“We must be certain that just as God is merciful – and there is no limit to His mercy – He is also just, and there is no limit to His justice. Just as He is compassionate and forgives, He is also holy and hates sin.”
I’m continuing my discussion of A LIFE OF REPENTANCE AND PURITY by the late Pope Shenouda III and today I’m talking about Part 2, Chapter 4: If You Knew the Punishment for Sin, You Will Be Afraid.
How’s that for an uplifting and encouraging title?
The chapter talks about how we often take advantage of God’s mercy because we talk about it and view it in isolation – apart from God’s justice. We treat God like an ice cream cone where you can pick and choose which flavors you want and ignore the ones you don’t.
Uh…yeah…I’ll have two scoops of God’s mercy today and one scoop of His goodness. And can you throw a little extra compassion on top of that. But no justice and no truth and no wrath – those give me a rash.
NOTE: That analogy was mine, not the Pope’s - but I’ll bet you guessed that didn’t you?
God is not a “choose your own flavor” ice cream store; HE’S A PERSON! And as a Person, we have to understand all the aspects of His personality in order to relate to Him properly. That includes infinite MERCY, but also infinite JUSTICE.
And in fact, the two cannot be separated from one another; all of His attributes are part of Him as a Person. So God is just in His mercy and merciful in His justice. He is One Person and therefore we must see the full picture in order to relate to Him properly.
What that means for me and you is this: REPENTANCE IS ABOUT RESTORING A RELATIONSHIP, NOT ABOUT KEEPING A LAW.
This point was really eye-opening for me. So often we think of repentance as if we’re dealing with a judge or police officer.
“Ok God, I know I did this bad thing but you forgave the Samaritan woman so You have to forgive me too. I’ll give you two weeks of fasting and then You have to let me go.”
“I know I did this bad thing God, but it’s written in Your book (the Bible) that You are full of mercy and compassion and grace so therefore You have to forgive me.”
“I know I have sinned, but we’re all sinners and God promised to forgive us so relax and take it easy.”
Do you see the problem with this? We focus on God’s infinite mercy (which is 100% true and waiting for us) but we ignore God’s infinite justice (which is equally 100% true and waiting for us as well).
We remind God of all the people that He has forgiven in the past – adulterers and murderers and all kinds of bad people – without reminding ourselves that the key to their forgiveness was:
"the amazingly deep repentance these saints went through, by which God accepted them. This repentance was a turning point in their lives. They never again returned to sin… God’s mercy to them was an opportunity neither for carelessness nor continuing in sin, God forbid.” (page 83)
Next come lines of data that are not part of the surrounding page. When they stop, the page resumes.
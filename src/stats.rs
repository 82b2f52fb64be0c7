//! Per-sequence summary statistics.
//!
//! Pure functions over a single sequence or quality string. Empty input
//! yields 0 rather than a division fault.

use memchr::{memchr_iter, memchr2_iter};

use crate::options::CaseSensitivity;

/// Offset of the Phred+33 quality encoding. Phred+64 input is not detected.
pub const PHRED33_OFFSET: u8 = 33;

fn count_base(seq: &[u8], base: u8, case: CaseSensitivity) -> usize {
    match case {
        CaseSensitivity::Sensitive => memchr_iter(base, seq).count(),
        CaseSensitivity::Insensitive => {
            memchr2_iter(base, base.to_ascii_lowercase(), seq).count()
        }
    }
}

/// GC content as a percentage of the full sequence length, counting only
/// uppercase `G` and `C`.
///
/// ```
/// use seqstats::stats::gc_content;
///
/// assert_eq!(gc_content(b"GCAT"), 50.0);
/// assert_eq!(gc_content(b""), 0.0);
/// ```
pub fn gc_content(seq: &[u8]) -> f64 {
    gc_content_with(seq, CaseSensitivity::Sensitive)
}

pub fn gc_content_with(seq: &[u8], case: CaseSensitivity) -> f64 {
    if seq.is_empty() {
        return 0.0;
    }
    let gc = count_base(seq, b'G', case) + count_base(seq, b'C', case);
    gc as f64 / seq.len() as f64 * 100.0
}

/// Number of `N` base calls.
pub fn ambiguous_count(seq: &[u8]) -> usize {
    ambiguous_count_with(seq, CaseSensitivity::Sensitive)
}

pub fn ambiguous_count_with(seq: &[u8], case: CaseSensitivity) -> usize {
    count_base(seq, b'N', case)
}

/// Mean Phred+33 quality score.
pub fn avg_quality(qual: &[u8]) -> f64 {
    avg_quality_with_offset(qual, PHRED33_OFFSET)
}

/// Mean of `byte - offset` over the quality string. Bytes below the offset
/// contribute negative scores.
pub fn avg_quality_with_offset(qual: &[u8], offset: u8) -> f64 {
    if qual.is_empty() {
        return 0.0;
    }
    let total: i64 = qual.iter().map(|&q| i64::from(q) - i64::from(offset)).sum();
    total as f64 / qual.len() as f64
}

#[cfg(test)]
mod tests {
    use super::*;

    #[test]
    fn test_gc_content() {
        assert_eq!(gc_content(b""), 0.0);
        assert_eq!(gc_content(b"GGCC"), 100.0);
        assert_eq!(gc_content(b"ATAT"), 0.0);
        assert_eq!(gc_content(b"GCAT"), 50.0);
        assert_eq!(gc_content(b"ACGTGGCC"), 75.0);
    }

    #[test]
    fn test_gc_content_counts_n_in_denominator() {
        assert_eq!(gc_content(b"GCNN"), 50.0);
        assert_eq!(gc_content(b"NNNN"), 0.0);
    }

    #[test]
    fn test_gc_content_case() {
        assert_eq!(gc_content(b"ggcc"), 0.0);
        assert_eq!(gc_content(b"GgCc"), 50.0);
        assert_eq!(gc_content_with(b"ggcc", CaseSensitivity::Insensitive), 100.0);
        assert_eq!(gc_content_with(b"GgAt", CaseSensitivity::Insensitive), 50.0);
    }

    #[test]
    fn test_ambiguous_count() {
        assert_eq!(ambiguous_count(b"NNNACGT"), 3);
        assert_eq!(ambiguous_count(b""), 0);
        assert_eq!(ambiguous_count(b"nnN"), 1);
        assert_eq!(ambiguous_count_with(b"nnN", CaseSensitivity::Insensitive), 3);
    }

    #[test]
    fn test_avg_quality() {
        assert_eq!(avg_quality(b""), 0.0);
        assert_eq!(avg_quality(b"!!!!"), 0.0);
        assert_eq!(avg_quality(b"IIII"), 40.0);
        assert_eq!(avg_quality(b"!I"), 20.0);
    }

    #[test]
    fn test_avg_quality_offset() {
        assert_eq!(avg_quality_with_offset(b"hhhh", 64), 40.0);
        assert_eq!(avg_quality_with_offset(b"!", 34), -1.0);
    }
}

#[cfg(test)]
mod properties {
    use super::*;
    use proptest::prelude::*;

    proptest! {
        /// Uniform quality strings average to their exact score.
        #[test]
        fn prop_uniform_quality_is_exact(q in 0u8..=93, len in 1usize..500) {
            let qual = vec![PHRED33_OFFSET + q; len];
            prop_assert_eq!(avg_quality(&qual), f64::from(q));
        }

        /// GC percentage stays within bounds.
        #[test]
        fn prop_gc_content_bounded(seq in "[ACGTNacgtn]{0,300}") {
            let gc = gc_content(seq.as_bytes());
            prop_assert!((0.0..=100.0).contains(&gc));
            let folded = gc_content_with(seq.as_bytes(), CaseSensitivity::Insensitive);
            prop_assert!(folded >= gc);
        }
    }
}
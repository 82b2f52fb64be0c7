use crate::stats::PHRED33_OFFSET;

pub(crate) const DEFAULT_BUFFER_SIZE: usize = 128 * 1024;

/// How readers react to structurally malformed input.
#[derive(Debug, Clone, Copy, Default, PartialEq, Eq)]
pub enum ParseMode {
    /// Drop truncated or out-of-place lines without reporting them.
    #[default]
    Lenient,
    /// Yield an error item for every malformed group.
    Strict,
}

impl ParseMode {
    pub fn is_strict(self) -> bool {
        self == Self::Strict
    }
}

#[derive(Debug, Clone, Copy, PartialEq, Eq)]
pub struct ReaderOptions {
    pub mode: ParseMode,
    pub buffer_capacity: usize,
}

impl Default for ReaderOptions {
    fn default() -> Self {
        Self {
            mode: ParseMode::Lenient,
            buffer_capacity: DEFAULT_BUFFER_SIZE,
        }
    }
}

impl ReaderOptions {
    pub fn strict() -> Self {
        Self::default().with_mode(ParseMode::Strict)
    }

    pub fn lenient() -> Self {
        Self::default()
    }

    pub fn with_mode(mut self, mode: ParseMode) -> Self {
        self.mode = mode;
        self
    }

    pub fn with_buffer_capacity(mut self, capacity: usize) -> Self {
        self.buffer_capacity = capacity;
        self
    }
}

/// Whether base counting folds lowercase (soft-masked) bases into uppercase.
#[derive(Debug, Clone, Copy, Default, PartialEq, Eq)]
pub enum CaseSensitivity {
    /// Only uppercase `G`, `C` and `N` are counted.
    #[default]
    Sensitive,
    Insensitive,
}

#[derive(Debug, Clone, Copy, PartialEq, Eq)]
pub struct StatsOptions {
    pub case: CaseSensitivity,
    pub quality_offset: u8,
}

impl Default for StatsOptions {
    fn default() -> Self {
        Self {
            case: CaseSensitivity::Sensitive,
            quality_offset: PHRED33_OFFSET,
        }
    }
}

impl StatsOptions {
    pub fn with_case(mut self, case: CaseSensitivity) -> Self {
        self.case = case;
        self
    }
}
We need to remove the idea of sin as an impersonal “breaking of a law.” When we view sin in this way, we demand forgiveness and mercy – thinking to ourselves “I’ll do my time and God will forgive me.”
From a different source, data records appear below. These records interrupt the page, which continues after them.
use std::fmt;
use std::path::Path;
use std::str::FromStr;

use crate::error::UnknownFormat;

#[derive(Debug, Clone, Copy, PartialEq, Eq)]
pub enum SeqFormat {
    Fasta,
    Fastq,
}

impl SeqFormat {
    /// Picks a format from the file extension, if it names one.
    pub fn from_path<P: AsRef<Path>>(path: P) -> Option<Self> {
        let ext = path.as_ref().extension()?.to_str()?;
        match ext.to_ascii_lowercase().as_str() {
            "fasta" | "fa" | "fna" => Some(Self::Fasta),
            "fastq" | "fq" => Some(Self::Fastq),
            _ => None,
        }
    }
}

impl FromStr for SeqFormat {
    type Err = UnknownFormat;

    fn from_str(s: &str) -> Result<Self, Self::Err> {
        match s.to_ascii_lowercase().as_str() {
            "fasta" | "fa" => Ok(Self::Fasta),
            "fastq" | "fq" => Ok(Self::Fastq),
            _ => Err(UnknownFormat(s.to_string())),
        }
    }
}

impl fmt::Display for SeqFormat {
    fn fmt(&self, f: &mut fmt::Formatter<'_>) -> fmt::Result {
        match self {
            Self::Fasta => f.write_str("FASTA"),
            Self::Fastq => f.write_str("FASTQ"),
        }
    }
}
use std::fs::File;
use std::io::{self, Read};
use std::path::Path;

use crate::error::ReaderError;
use crate::line::LineReader;
use crate::options::ReaderOptions;
use crate::record::FastqRecord;

/// Streaming FASTQ parser consuming exactly four lines per record.
///
/// Multi-line sequences are not supported. The separator line is read and
/// discarded; in strict mode it must start with `+`.
pub struct FastqReader<R> {
    lines: LineReader<R>,
    options: ReaderOptions,
    done: bool,
}

impl FastqReader<File> {
    pub fn from_path<P: AsRef<Path>>(path: P) -> io::Result<Self> {
        Ok(Self::new(File::open(path)?))
    }
}

impl<R: Read> FastqReader<R> {
    /// Creates a lenient reader with default 128 KiB buffer.
    pub fn new(reader: R) -> Self {
        Self::with_options(reader, ReaderOptions::default())
    }

    /// Creates a lenient reader with specified buffer capacity.
    pub fn with_capacity(capacity: usize, reader: R) -> Self {
        Self::with_options(reader, ReaderOptions::default().with_buffer_capacity(capacity))
    }

    pub fn with_options(reader: R, options: ReaderOptions) -> Self {
        Self {
            lines: LineReader::with_capacity(options.buffer_capacity, reader),
            options,
            done: false,
        }
    }

    fn strict(&self) -> bool {
        self.options.mode.is_strict()
    }

    /// Reads one four-line group. `Ok(None)` marks the end of the stream.
    fn read_record(&mut self) -> Result<Option<FastqRecord>, ReaderError> {
        let (id, has_marker) = match self.lines.next_line()? {
            None => return Ok(None),
            Some([]) => return self.end_at_blank_line(),
            Some(line) => (
                String::from_utf8_lossy(&line[1..]).into_owned(),
                line[0] == b'@',
            ),
        };
        let header_line = self.lines.line_number();

        let Some(sequence) = self.lines.next_line()?.map(<[u8]>::to_vec) else {
            return self.truncated(header_line, "sequence");
        };
        let separator = self.lines.next_line()?;
        let Some(has_separator) = separator.map(|l| l.first() == Some(&b'+')) else {
            return self.truncated(header_line, "separator");
        };
        let Some(quality) = self.lines.next_line()?.map(<[u8]>::to_vec) else {
            return self.truncated(header_line, "quality");
        };

        if self.strict() {
            if !has_marker {
                return Err(ReaderError::malformed(
                    header_line,
                    "FASTQ header does not start with '@'",
                ));
            }
            if !has_separator {
                return Err(ReaderError::malformed(
                    header_line + 2,
                    "FASTQ separator does not start with '+'",
                ));
            }
            if sequence.len() != quality.len() {
                return Err(ReaderError::QualityLengthMismatch {
                    id,
                    sequence_len: sequence.len(),
                    quality_len: quality.len(),
                });
            }
        }

        Ok(Some(FastqRecord {
            id,
            sequence,
            quality,
        }))
    }

    fn end_at_blank_line(&mut self) -> Result<Option<FastqRecord>, ReaderError> {
        self.done = true;
        if !self.strict() {
            log::debug!(
                "Blank line at {} ends FASTQ stream",
                self.lines.line_number()
            );
            return Ok(None);
        }

        let blank_line = self.lines.line_number();
        while let Some(line) = self.lines.next_line()? {
            if !line.is_empty() {
                return Err(ReaderError::malformed(
                    blank_line,
                    "blank line where a FASTQ header was expected",
                ));
            }
        }
        Ok(None)
    }

    fn truncated(
        &mut self,
        header_line: u64,
        missing: &str,
    ) -> Result<Option<FastqRecord>, ReaderError> {
        self.done = true;
        if self.strict() {
            return Err(ReaderError::malformed(
                header_line,
                format!("truncated FASTQ record, missing {missing} line"),
            ));
        }
        log::debug!("Discarding truncated FASTQ record starting at line {header_line}");
        Ok(None)
    }
}

impl<R: Read> Iterator for FastqReader<R> {
    type Item = Result<FastqRecord, ReaderError>;

    fn next(&mut self) -> Option<Self::Item> {
        if self.done {
            return None;
        }

        match self.read_record() {
            Ok(Some(record)) => Some(Ok(record)),
            Ok(None) => {
                self.done = true;
                None
            }
            Err(e) => {
                if e.is_io() {
                    self.done = true;
                }
                Some(Err(e))
            }
        }
    }
}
Instead we need to view sin as a very personal “breaking of a relationship.” And when a relationship is broken, it must be repaired. That repair cannot be demanded or insisted upon according to our own wishes. WE are the ones who sinned and therefore we are no position to demand anything!
“I will have mercy on whomever I will have mercy, and I will have compassion on whomever I will have compassion.” (Romans 9:15)
Does this mean that God may not forgive us when we repent? CERTAINLY NOT! That is not my point at all. My point however is that forgiveness is not our inherent right. We cannot demand it as if God is required by law to give it to us.
Instead we must focus on REPAIRING THE RELATIONSHIP WITH GOD through repentance. Why? Because God’s view of us is merely a reflection of our inner state.
“When you look at the face of God, you see your inner condition. If you have repented, you will see God in His goodness. But if you are reckless, you will see God in His severity.” (page 84)
If you’re a parent, you get this. All parents know what it’s like to have a child “say sorry” without really repenting. It drives us crazy! That child is saying sorry because he believes that merely uttering the words requires you as the parent to forgive him and remove all his consequences.
But is that true? Are you required to forgive? Are you required to accept his “sorry” regardless of how he says it? Or is it only out of your goodness and compassion that you will forgive once you have seen that the child is truly repentant and ready to change his ways?
The book gives a beautiful/scary analogy about the seriousness of God’s justice. It says
“Since God is just, He was incarnate and died for us to pay the price of our sin. Justice must be fulfilled, even if the matter reaches the stage where God takes on flesh, and becomes a man, taking the appearance of a slave, and is insulted, crucified, tortured and killed. If God’s justice is like this, how can we escape it?” (page 84)
You cannot believe in God’s infinite mercy without also believing in His infinite justice as well.